What to produce> Lines in the records below that contain the word "existing" must each be copied.

Records for the task>
↓↓↓

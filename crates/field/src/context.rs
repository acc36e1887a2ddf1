use std::sync::{Arc, Mutex, MutexGuard, PoisonError};

use k1fe_numeric::{U256, U256Ext};
use tracing::debug;

use crate::config::{FieldConfig, HexDecodeMode};
use crate::params::MODULUS_BYTES;

/// Process-wide state shared by every field element: the modulus as a big
/// integer (for the variable-time inverse) and the active configuration.
#[derive(Debug)]
pub struct FieldConstants {
    modulus: U256,
    config: FieldConfig,
}

impl FieldConstants {
    fn new(config: FieldConfig) -> Self {
        Self {
            modulus: U256::from_be_bytes32(&MODULUS_BYTES),
            config,
        }
    }

    pub fn modulus(&self) -> &U256 {
        &self.modulus
    }

    pub fn config(&self) -> &FieldConfig {
        &self.config
    }
}

// ---------------------------------------------------------------------------
// Global singleton
// ---------------------------------------------------------------------------

static FIELD_CONSTANTS: Mutex<Option<Arc<FieldConstants>>> = Mutex::new(None);

// The slot only ever holds a fully built value, so a poisoned lock is safe
// to reuse.
fn slot() -> MutexGuard<'static, Option<Arc<FieldConstants>>> {
    FIELD_CONSTANTS.lock().unwrap_or_else(PoisonError::into_inner)
}

// ---------------------------------------------------------------------------
// Lifecycle
// ---------------------------------------------------------------------------

/// Build the shared constants with the default configuration.
///
/// Idempotent: once started, further calls leave the existing state alone.
pub fn start() {
    start_with(FieldConfig::default());
}

/// Build the shared constants with `config`.
///
/// Idempotent like [`start`]; a later call with a different configuration is
/// ignored until [`stop`] has been called.
pub fn start_with(config: FieldConfig) {
    let mut guard = slot();
    match guard.as_ref() {
        Some(existing) => {
            if existing.config != config {
                debug!(
                    target: "k1fe::context",
                    active = ?existing.config,
                    requested = ?config,
                    "field constants already started, keeping active config"
                );
            }
        }
        None => {
            *guard = Some(Arc::new(FieldConstants::new(config)));
            debug!(target: "k1fe::context", hex_decode = %config.hex_decode, "field constants started");
        }
    }
}

/// Drop the global handle. Callers still holding an `Arc` from [`acquire`]
/// keep a valid copy until they release it. Calling `stop` when nothing is
/// started does nothing.
pub fn stop() {
    if slot().take().is_some() {
        debug!(target: "k1fe::context", "field constants stopped");
    }
}

/// The shared constants, starting them with the default configuration if
/// necessary.
pub fn acquire() -> Arc<FieldConstants> {
    slot()
        .get_or_insert_with(|| {
            debug!(target: "k1fe::context", "field constants started lazily");
            Arc::new(FieldConstants::new(FieldConfig::default()))
        })
        .clone()
}

pub fn is_started() -> bool {
    slot().is_some()
}

/// Hex decoding mode of the running configuration, or the default when
/// nothing is started. Does not start anything.
pub(crate) fn hex_decode_mode() -> HexDecodeMode {
    slot()
        .as_ref()
        .map(|constants| constants.config.hex_decode)
        .unwrap_or_default()
}

/// Serializes tests that start, stop or reconfigure the global constants.
#[cfg(test)]
pub(crate) static LIFECYCLE_TEST_LOCK: Mutex<()> = Mutex::new(());

#[cfg(test)]
pub(crate) fn lifecycle_test_guard() -> MutexGuard<'static, ()> {
    LIFECYCLE_TEST_LOCK.lock().unwrap_or_else(PoisonError::into_inner)
}

#[cfg(test)]
mod tests {
    use super::*;

    #[test]
    fn acquire_starts_lazily() {
        let _guard = lifecycle_test_guard();
        stop();
        assert!(!is_started());
        let constants = acquire();
        assert!(is_started());
        assert_eq!(constants.modulus().to_be_bytes32(), MODULUS_BYTES);
        assert_eq!(*constants.config(), FieldConfig::default());
    }

    #[test]
    fn start_is_idempotent() {
        let _guard = lifecycle_test_guard();
        stop();
        start();
        let first = acquire();
        start();
        start_with(FieldConfig::default().with_hex_decode(HexDecodeMode::Strict));
        let second = acquire();
        assert!(Arc::ptr_eq(&first, &second));
        assert_eq!(second.config().hex_decode, HexDecodeMode::Permissive);
        stop();
    }

    #[test]
    fn stop_keeps_outstanding_handles_alive() {
        let _guard = lifecycle_test_guard();
        start();
        let held = acquire();
        stop();
        assert!(!is_started());
        assert_eq!(held.modulus().to_be_bytes32(), MODULUS_BYTES);

        // A fresh start builds a new instance.
        start();
        assert!(!Arc::ptr_eq(&held, &acquire()));
        stop();
        stop();
    }

    #[test]
    fn configured_mode_is_visible() {
        let _guard = lifecycle_test_guard();
        stop();
        assert_eq!(hex_decode_mode(), HexDecodeMode::Permissive);
        assert!(!is_started());
        start_with(FieldConfig::default().with_hex_decode(HexDecodeMode::Strict));
        assert_eq!(hex_decode_mode(), HexDecodeMode::Strict);
        stop();
    }

    #[test]
    fn concurrent_acquire_shares_one_instance() {
        let _guard = lifecycle_test_guard();
        stop();
        let handles: Vec<_> = (0..8).map(|_| std::thread::spawn(acquire)).collect();
        let all: Vec<_> = handles.into_iter().map(|h| h.join().unwrap()).collect();
        for c in &all[1..] {
            assert!(Arc::ptr_eq(&all[0], c));
        }
        stop();
    }
}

↑↑↑

Completed exercise>
/// Idempotent: once started, further calls leave the existing state alone.
        Some(existing) => {
            if existing.config != config {
                    active = ?existing.config,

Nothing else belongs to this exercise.